The commercial vehicle business is part of the loss-making Super group Industrial Products division, called SGIP in short. SGIP is only two years old, formed in 2007 with the merger of Super Group Equipment, Super Group Commercial vehicles, MMS Cranes, Herman’s Truck Accident Repair, Cargolite and Africa Truck Assemblers. The uninterrupted stream of losses in SGIP, and its inability to pump additional funds into the business, made it scout around for a strategic partner who would also help to grow the business with fresh inflow of capital and expertise. The terms agreed to include Norinco Motors commitment to create a new Commercial Vehicle Assembly and Distribution Entity (CVADE). The Super Group’s contribution to this entity would be assets including the land and building of the current plant in Pietermaritzburg. In exchange, it would get a 30% equity interest in the business. The remaining 70% would be with Norinco Motors.
Once the formalities are completed and the deal approved, CVADE will begin to assemble and distribute the Chinese Powerstar range of trucks in South Africa and other African countries.

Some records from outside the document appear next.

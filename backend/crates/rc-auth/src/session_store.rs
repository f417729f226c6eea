use crate::{AuthError, Result as AuthErrorResult};

use std::panic::Location;

use async_trait::async_trait;
use error_location::ErrorLocation;
use log::{debug, info};
use redis::AsyncCommands;
use redis::aio::ConnectionManager;

/// Read-only view of the web application's session partition. Sessions
/// are written exclusively by the web application; the real-time tier
/// only checks for their existence.
#[async_trait]
pub trait SessionStore: Send + Sync {
    /// A missing key is a normal negative result; `Err` is reserved for
    /// store connectivity failures.
    async fn exists(&self, key: &str) -> AuthErrorResult<bool>;
}

/// Apply the configured namespace prefix to a session token.
pub fn namespaced_key(namespace: Option<&str>, token: &str) -> String {
    match namespace {
        Some(ns) => format!("{ns}:{token}"),
        None => token.to_string(),
    }
}

/// Session store over a single long-lived Redis handle, shared by all
/// lookups in a worker.
#[derive(Clone)]
pub struct RedisSessionStore {
    conn: ConnectionManager,
}

impl RedisSessionStore {
    pub async fn connect(url: &str) -> AuthErrorResult<Self> {
        info!("Connecting to session store at {url}");

        let client = redis::Client::open(url).map_err(|e| AuthError::Store {
            source: e,
            location: ErrorLocation::from(Location::caller()),
        })?;

        let conn = ConnectionManager::new(client)
            .await
            .map_err(|e| AuthError::Store {
                source: e,
                location: ErrorLocation::from(Location::caller()),
            })?;

        info!("Session store connection established");

        Ok(Self { conn })
    }
}

#[async_trait]
impl SessionStore for RedisSessionStore {
    async fn exists(&self, key: &str) -> AuthErrorResult<bool> {
        // ConnectionManager clones share the underlying multiplexed
        // connection; commands need a mutable handle.
        let mut conn = self.conn.clone();

        let value: Option<String> = conn.get(key).await.map_err(|e| AuthError::Store {
            source: e,
            location: ErrorLocation::from(Location::caller()),
        })?;

        debug!("Session lookup: {} -> {}", key, value.is_some());

        Ok(value.is_some())
    }
}

impl std::fmt::Debug for RedisSessionStore {
    fn fmt(&self, f: &mut std::fmt::Formatter<'_>) -> std::fmt::Result {
        f.debug_struct("RedisSessionStore")
            .field("connection", &"ConnectionManager")
            .finish()
    }
}
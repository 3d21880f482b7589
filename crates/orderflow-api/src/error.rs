use axum::http::StatusCode;
use axum::response::{IntoResponse, Response};
use axum::Json;
use orderflow_core::PublishError;
use thiserror::Error;

use crate::response::ApiResponse;

#[derive(Error, Debug)]
pub enum ApiError {
    /// The request was rejected before anything was published.
    #[error("{0}")]
    Validation(String),

    #[error("Internal Server Error : {0}")]
    Publish(#[from] PublishError),

    #[error("Internal Server Error : {0}")]
    Encode(String),
}

impl ApiError {
    pub fn status(&self) -> StatusCode {
        match self {
            ApiError::Validation(_) => StatusCode::BAD_REQUEST,
            ApiError::Publish(_) | ApiError::Encode(_) => StatusCode::INTERNAL_SERVER_ERROR,
        }
    }
}

impl IntoResponse for ApiError {
    fn into_response(self) -> Response {
        let status = self.status();
        (status, Json(ApiResponse::failure(status, self.to_string()))).into_response()
    }
}
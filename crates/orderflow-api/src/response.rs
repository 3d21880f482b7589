use axum::http::StatusCode;
use serde::{Deserialize, Serialize};
use serde_json::Value;

/// Envelope returned by every API endpoint.
#[derive(Debug, Clone, PartialEq, Serialize, Deserialize)]
pub struct ApiResponse {
    /// HTTP status code, as a string
    pub code: String,
    pub message: String,
    pub data: Option<Value>,
    pub success: bool,
}

impl ApiResponse {
    pub fn success(message: impl Into<String>) -> Self {
        Self {
            code: StatusCode::OK.as_u16().to_string(),
            message: message.into(),
            data: None,
            success: true,
        }
    }

    pub fn failure(status: StatusCode, message: impl Into<String>) -> Self {
        Self {
            code: status.as_u16().to_string(),
            message: message.into(),
            data: None,
            success: false,
        }
    }
}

According to the Super Group CEO, Peter Mountford, Super Group will now be restructured to concentrate on its supply chain business. He believed SGIP should ideally have been closed down a long time ago, instead of letting losses mount to the level of R1.2 billion in the last two years.
The Super Group is getting funds as bridging finance from the China Construction bank Corporation’s branch in Johannesburg to pay all its outstanding dues and liabilities of the assembly plant, and also help in handing over the promised assets to CVADE.